──────── SUPPLIED RECORDS

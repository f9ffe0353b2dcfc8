//! The cursor trail as a whole: tracker, emitter, marker and frame driving.

use crate::config::{Profile, TrailConfig};
use crate::constants::*;
use crate::error::ConfigError;
use crate::particles::ParticleEmitter;
use crate::schedule::{FrameLoop, FrameScheduler};
use crate::tracker::PointerTracker;
use crate::variant::{CursorVariant, MarkerAnimator, MarkerStyle};
use glam::Vec2;
use smallvec::SmallVec;
use std::time::Duration;

/// Render geometry for one history sample.
#[derive(Clone, Copy, Debug, PartialEq)]
pub struct HistoryDot {
    pub position: Vec2,
    pub timestamp: Duration,
    /// Position within the drawn window, oldest first.
    pub index: usize,
    pub size: f32,
    pub life: f32,
    pub opacity: f32,
    pub glow: f32,
    pub blur: f32,
    pub scale: f32,
}

/// Render geometry for one particle.
#[derive(Clone, Copy, Debug, PartialEq)]
pub struct ParticleDot {
    pub id: u64,
    pub position: Vec2,
    pub size: f32,
    pub life: f32,
    pub opacity: f32,
    pub glow: f32,
}

/// Everything the host needs to draw one frame.
#[derive(Clone, Debug)]
pub struct FrameSnapshot {
    pub position: Vec2,
    pub rotation_deg: f32,
    pub variant: CursorVariant,
    pub marker: MarkerStyle,
    pub marker_size: f32,
    pub moving: bool,
    pub touching: bool,
    pub history: SmallVec<[HistoryDot; HISTORY_RENDER_COUNT]>,
    pub particles: SmallVec<[ParticleDot; PARTICLE_RENDER_COUNT]>,
}

pub struct CursorEffect {
    cfg: TrailConfig,
    tracker: PointerTracker,
    emitter: ParticleEmitter,
    variant: CursorVariant,
    touching: bool,
    animator: MarkerAnimator,
    last_advance: Option<Duration>,
}

impl CursorEffect {
    pub fn new(cfg: TrailConfig) -> Result<Self, ConfigError> {
        cfg.validate()?;
        let emitter = ParticleEmitter::new(&cfg);
        Ok(Self::build(cfg, emitter))
    }

    /// Same as [`CursorEffect::new`] with reproducible particle jitter.
    pub fn with_seed(cfg: TrailConfig, seed: u64) -> Result<Self, ConfigError> {
        cfg.validate()?;
        let emitter = ParticleEmitter::with_seed(&cfg, seed);
        Ok(Self::build(cfg, emitter))
    }

    fn build(cfg: TrailConfig, emitter: ParticleEmitter) -> Self {
        let marker = MarkerStyle::target(
            CursorVariant::Default,
            cfg.profile,
            cfg.marker_size,
            false,
            0.0,
        );
        Self {
            tracker: PointerTracker::new(&cfg),
            emitter,
            variant: CursorVariant::Default,
            touching: false,
            animator: MarkerAnimator::new(marker),
            last_advance: None,
            cfg,
        }
    }

    /// Record a pointer sample and emit the burst it triggers.
    ///
    /// Returns the number of particles spawned.
    pub fn pointer_moved(&mut self, x: f32, y: f32, now: Duration) -> usize {
        match self.tracker.record_sample(x, y, now) {
            Some(e) => {
                self.emitter.emit(e.origin, e.base_velocity, e.count);
                log::trace!("[trail] burst of {} at ({:.0},{:.0})", e.count, x, y);
                e.count
            }
            None => 0,
        }
    }

    pub fn touch_started(&mut self, x: f32, y: f32, now: Duration) -> usize {
        self.touching = true;
        self.pointer_moved(x, y, now)
    }

    pub fn touch_ended(&mut self, now: Duration) {
        self.touching = false;
        self.tracker.touch_ended(now);
    }

    /// One animation frame: integrate particles, prune stale history, spring the marker.
    pub fn advance(&mut self, now: Duration) {
        self.emitter.integrate_step();
        self.tracker.prune(now);

        let dt = match self.last_advance {
            Some(prev) => now.saturating_sub(prev).as_secs_f32(),
            None => 0.0,
        };
        self.last_advance = Some(now);
        let target = self.target_marker();
        self.animator.update(target, self.variant.spring(), dt);
    }

    fn target_marker(&self) -> MarkerStyle {
        MarkerStyle::target(
            self.variant,
            self.cfg.profile,
            self.cfg.marker_size,
            self.touching,
            self.tracker.rotation_degrees(),
        )
    }

    pub fn snapshot(&self, now: Duration) -> FrameSnapshot {
        let max_age = self.cfg.history_max_age.as_secs_f32();
        let history = self
            .tracker
            .points()
            .newest(self.cfg.history_render_count)
            .enumerate()
            .map(|(index, p)| {
                let age = now.saturating_sub(p.timestamp).as_secs_f32();
                let life = (1.0 - age / max_age).max(0.0);
                HistoryDot {
                    position: p.position,
                    timestamp: p.timestamp,
                    index,
                    size: HISTORY_DOT_BASE_SIZE + index as f32 * HISTORY_DOT_SIZE_STEP,
                    life,
                    opacity: life * HISTORY_DOT_OPACITY,
                    glow: life * HISTORY_DOT_GLOW,
                    blur: (1.0 - life) * HISTORY_DOT_BLUR,
                    scale: life * HISTORY_DOT_SCALE,
                }
            })
            .collect();
        let particles = self
            .emitter
            .particles()
            .newest(self.cfg.particle_render_count)
            .map(|p| {
                let life = p.life.max(0.0);
                ParticleDot {
                    id: p.id,
                    position: p.position,
                    size: PARTICLE_DOT_SIZE,
                    life,
                    opacity: life * PARTICLE_DOT_OPACITY,
                    glow: life * PARTICLE_DOT_GLOW,
                }
            })
            .collect();
        FrameSnapshot {
            position: self.tracker.position(),
            rotation_deg: self.tracker.rotation_degrees(),
            variant: self.variant,
            marker: self.animator.current(),
            marker_size: self.cfg.marker_size,
            moving: self.tracker.is_moving(now),
            touching: self.touching,
            history,
            particles,
        }
    }

    /// Swap in a new configuration without losing the trail on screen.
    ///
    /// `cfg` is validated first; on error nothing changes.
    pub fn reconfigure(&mut self, cfg: TrailConfig) -> Result<(), ConfigError> {
        cfg.validate()?;
        self.tracker.reconfigure(&cfg);
        self.emitter.reconfigure(&cfg);
        self.cfg = cfg;
        Ok(())
    }

    pub fn set_variant(&mut self, variant: CursorVariant) {
        self.variant = variant;
    }

    /// Pointer entered a text region.
    pub fn cursor_enter(&mut self) {
        self.variant = CursorVariant::Text;
    }

    pub fn cursor_leave(&mut self) {
        self.variant = CursorVariant::Default;
    }

    pub fn variant(&self) -> CursorVariant {
        self.variant
    }

    pub fn rotation_degrees(&self) -> f32 {
        self.tracker.rotation_degrees()
    }

    pub fn config(&self) -> &TrailConfig {
        &self.cfg
    }

    pub fn tracker(&self) -> &PointerTracker {
        &self.tracker
    }

    pub fn emitter(&self) -> &ParticleEmitter {
        &self.emitter
    }

    pub fn reset(&mut self) {
        self.tracker.clear();
        self.emitter.clear();
        self.touching = false;
    }
}

/// A [`CursorEffect`] bound to a frame loop with one-way teardown.
///
/// After [`EffectDriver::teardown`] no input is recorded and no frame runs or
/// gets requested.
pub struct EffectDriver<S: FrameScheduler> {
    effect: CursorEffect,
    frame_loop: FrameLoop<S>,
}

impl<S: FrameScheduler> EffectDriver<S> {
    /// Bind `effect` to `scheduler`. No frame is requested until [`EffectDriver::start`].
    pub fn new(effect: CursorEffect, scheduler: S) -> Self {
        Self {
            effect,
            frame_loop: FrameLoop::new(scheduler),
        }
    }

    /// Request the first frame. No-op while armed or after teardown.
    pub fn start(&mut self) {
        if self.is_live() && !self.frame_loop.is_armed() {
            log::debug!("[trail] driver started ({:?})", self.effect.config().profile);
        }
        self.frame_loop.start();
    }

    /// Returns the particles spawned, or `None` once torn down.
    pub fn pointer_moved(&mut self, x: f32, y: f32, now: Duration) -> Option<usize> {
        self.is_live()
            .then(|| self.effect.pointer_moved(x, y, now))
    }

    pub fn touch_started(&mut self, x: f32, y: f32, now: Duration) -> Option<usize> {
        self.is_live()
            .then(|| self.effect.touch_started(x, y, now))
    }

    pub fn touch_ended(&mut self, now: Duration) {
        if self.is_live() {
            self.effect.touch_ended(now);
        }
    }

    /// Frame callback: advance, snapshot and re-arm. `None` once torn down.
    pub fn frame(&mut self, now: Duration) -> Option<FrameSnapshot> {
        let mut snap = None;
        let effect = &mut self.effect;
        self.frame_loop.on_frame(|| {
            effect.advance(now);
            snap = Some(effect.snapshot(now));
        });
        snap
    }

    /// Re-tune for `profile` when it differs from the current one.
    ///
    /// Returns `Ok(true)` if the configuration was replaced; `Ok(false)` when
    /// the profile is unchanged or the driver has been torn down.
    pub fn switch_profile(&mut self, profile: Profile) -> Result<bool, ConfigError> {
        if !self.is_live() || self.effect.config().profile == profile {
            return Ok(false);
        }
        self.effect.reconfigure(TrailConfig::for_profile(profile))?;
        log::info!("[trail] profile switched to {:?}", profile);
        Ok(true)
    }

    pub fn teardown(&mut self) {
        if self.is_live() {
            log::debug!("[trail] teardown");
        }
        self.frame_loop.stop();
        self.effect.reset();
    }

    pub fn is_live(&self) -> bool {
        self.frame_loop.is_running()
    }

    pub fn effect(&self) -> &CursorEffect {
        &self.effect
    }

    pub fn effect_mut(&mut self) -> &mut CursorEffect {
        &mut self.effect
    }

    pub fn frame_loop(&self) -> &FrameLoop<S> {
        &self.frame_loop
    }
}

#[cfg(test)]
mod tests {
    use super::*;

    fn ms(v: u64) -> Duration {
        Duration::from_millis(v)
    }

    #[test]
    fn history_dots_fade_with_age() {
        let mut fx = CursorEffect::with_seed(TrailConfig::desktop(), 3).unwrap();
        fx.pointer_moved(0.0, 0.0, ms(0));
        fx.pointer_moved(1.0, 0.0, ms(600));
        let snap = fx.snapshot(ms(600));
        assert_eq!(snap.history.len(), 2);
        let old = snap.history[0];
        let new = snap.history[1];
        assert!((old.life - 0.5).abs() < 1e-4);
        assert_eq!(new.life, 1.0);
        assert_eq!(old.size, 3.0);
        assert_eq!(new.size, 3.25);
        assert!((old.blur - 0.6).abs() < 1e-4);
        assert_eq!(new.opacity, 0.5);
    }

    #[test]
    fn only_newest_dots_are_drawn() {
        let mut fx = CursorEffect::with_seed(TrailConfig::desktop(), 3).unwrap();
        for i in 0..40 {
            fx.pointer_moved(i as f32 * 100.0, 0.0, ms(i));
        }
        let snap = fx.snapshot(ms(40));
        assert_eq!(snap.history.len(), HISTORY_RENDER_COUNT);
        assert_eq!(snap.particles.len(), PARTICLE_RENDER_COUNT);
        assert_eq!(fx.emitter().len(), PARTICLE_CAPACITY);
        let last_id = fx.emitter().particles().latest().unwrap().id;
        assert_eq!(snap.particles.last().unwrap().id, last_id);
    }

    #[test]
    fn enter_and_leave_switch_variant() {
        let mut fx = CursorEffect::with_seed(TrailConfig::desktop(), 3).unwrap();
        fx.cursor_enter();
        assert_eq!(fx.variant(), CursorVariant::Text);
        fx.cursor_leave();
        assert_eq!(fx.variant(), CursorVariant::Default);
    }

    #[test]
    fn non_finite_pointer_keeps_marker_finite() {
        let mut fx = CursorEffect::with_seed(TrailConfig::desktop(), 3).unwrap();
        fx.pointer_moved(10.0, 10.0, ms(0));
        fx.pointer_moved(40.0, 10.0, ms(16));
        assert_eq!(fx.pointer_moved(f32::NAN, f32::NAN, ms(32)), 0);
        fx.advance(ms(48));
        fx.advance(ms(64));
        let snap = fx.snapshot(ms(64));
        assert_eq!(snap.position, Vec2::new(40.0, 10.0));
        assert!(snap.rotation_deg.is_finite());
        assert!(snap.marker.rotation_deg.is_finite());
        assert!(snap.marker.scale.is_finite());
    }

    #[test]
    fn bad_reconfigure_leaves_config_alone() {
        let mut fx = CursorEffect::with_seed(TrailConfig::desktop(), 3).unwrap();
        let cfg = TrailConfig {
            drag: 2.0,
            ..TrailConfig::mobile()
        };
        assert!(fx.reconfigure(cfg).is_err());
        assert_eq!(fx.config().profile, Profile::Desktop);
    }

    #[test]
    fn invalid_config_is_rejected() {
        let cfg = TrailConfig {
            history_capacity: 0,
            ..TrailConfig::desktop()
        };
        assert!(CursorEffect::new(cfg).is_err());
    }
}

────────────────

One inclusive range is required: first line of the data through the line containing "use std::time::Duration;". Set it down exactly and output nothing else.

### RESPONSE TO THE EXERCISE:
repository f9ffe0353b2dcfc8
//! The cursor trail as a whole: tracker, emitter, marker and frame driving.

use crate::config::{Profile, TrailConfig};
use crate::constants::*;
use crate::error::ConfigError;
use crate::particles::ParticleEmitter;
use crate::schedule::{FrameLoop, FrameScheduler};
use crate::tracker::PointerTracker;
use crate::variant::{CursorVariant, MarkerAnimator, MarkerStyle};
use glam::Vec2;
use smallvec::SmallVec;
use std::time::Duration;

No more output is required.